Updated: Jan 8, 2019

| by Winter Lawrence | Adult Science Fiction |


At midnight, the Corporation sent out its latest updates. Every ADAM received the notification and those that were parked and connected to Wi-Fi downloaded the files. The GPS and a variety of other applications implemented the changes. On that particular day, another insidious file also slipped into the system. It was a weekday, so the top-selling driverless vehicles were all successfully updated, which, given its older, environmentally conscious clientele, wasn’t surprising.


A month later, ADAM: K1961, so named because it was the 1,961st order of the exclusive Autonomous Driverless AutoMobile K-series, was parked in a three-car garage in California. It had been manufactured five years earlier, when a Mr. Hampton placed his order with the Corporation. ADAM: K1961 was equipped with several cameras and unbeknownst to its owners was programmed to record every moment of its existence. The files were stored at a top-secret location.


It was there in a small conference room that three executives took a seat to review ADAM: K1961’s footage, trying to understand how it, of all the ADAMs, had overridden the virus delivered weeks earlier. Out of nearly 4,000, it had been the sole survivor. Initially, they wondered if the virus hadn’t been delivered at all, but after a thorough investigation, they knew it had been. Despite that, ADAM: K1961 hadn’t responded to that final, critical self-destruct command. Why? Nothing made sense, so the executives convened to review the data.
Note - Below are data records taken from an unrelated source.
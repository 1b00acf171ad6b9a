//! Backend capabilities — what a bound modeling-package version can do.
//!
//! Dispatch is always by capability check, never by inspecting the backend
//! type: a session asks "does my backend support optimize?" before building
//! any remote command.

use serde::{Deserialize, Serialize};

/// An operation a Stan backend may or may not provide.
#[derive(Debug, Clone, Copy, PartialEq, Eq, Hash, Serialize, Deserialize)]
#[serde(rename_all = "snake_case")]
pub enum Capability {
    Compile,
    Sample,
    VariationalInference,
    Optimize,
}

impl std::fmt::Display for Capability {
    fn fmt(&self, f: &mut std::fmt::Formatter<'_>) -> std::fmt::Result {
        match self {
            Capability::Compile => write!(f, "compile"),
            Capability::Sample => write!(f, "sample"),
            Capability::VariationalInference => write!(f, "variational_inference"),
            Capability::Optimize => write!(f, "optimize"),
        }
    }
}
They started at the beginning, on Christmas Day five years earlier, when ADAM: K1961 was delivered. It was clear from the footage that the car was a gift from Mr. Hampton to his wife. It captured his image as he placed a big, red bow atop it, and then the moment when his wife and daughter emerged from the house. The wife cried tears of joy. The daughter squealed with glee.

The executives fast forwarded through other ordinary moments: trips of the family running errands, commutes to ballet and t-ball practice, leisurely drives to near and faraway places. There were no pivotal moments; the film so boring, in fact, that one of the executives strained to remain awake as the footage recounted a time when the little girl spilled a drink and then spent hours meticulously cleaning it up, and another time, when the family slept cramped inside the car during a particularly nasty storm on a camping trip.


“There’s nothing here,” Gabriel said, his Spanish accent unable to conceal his frustration.


“Hang on . . .” Henry said as he held up an age-spotted hand. “What’s she doing here?” he wondered aloud, his attention razor-focused on the girl, who was now holding a cupcake.


“It’s Christmas,” Preston quipped, always annoyed with the old man’s inability to observe the obvious. “Every year she sings it happy birthday.”


“But it’s a car,” Henry pointed out. “It doesn’t have a birthday.”


Preston didn’t comment on that as he depressed a button to speed up the feed, bypassing more scenes, like the one of the little girl lying on the hood of the car, gazing up at the stars while ADAM K:1961 rattled on about constellations. He continued ahead until he got to that day — the one where every ADAM had exploded. Every ADAM but one. “There’s nothing here,” he stated grimly. “Nothing out of the ordinary—”


“Wait!” the old man shouted as he leapt onto wobbly feet. “Rewind it,” he insisted, “back to right before the command was sent.”


Preston rewound the film and stopped it a minute before that horrible moment. Then he looked at his coworker expectantly, since they had seen this clip before and there had been nothing to indicate why ADAM: K1961 hadn’t responded. At the old man’s urging though, Preston played it again.


“There,” Howard said, pointing at the little girl who was sitting in the backseat now, singing along with ADAM: K1961 to a pop song. “Turn it up.”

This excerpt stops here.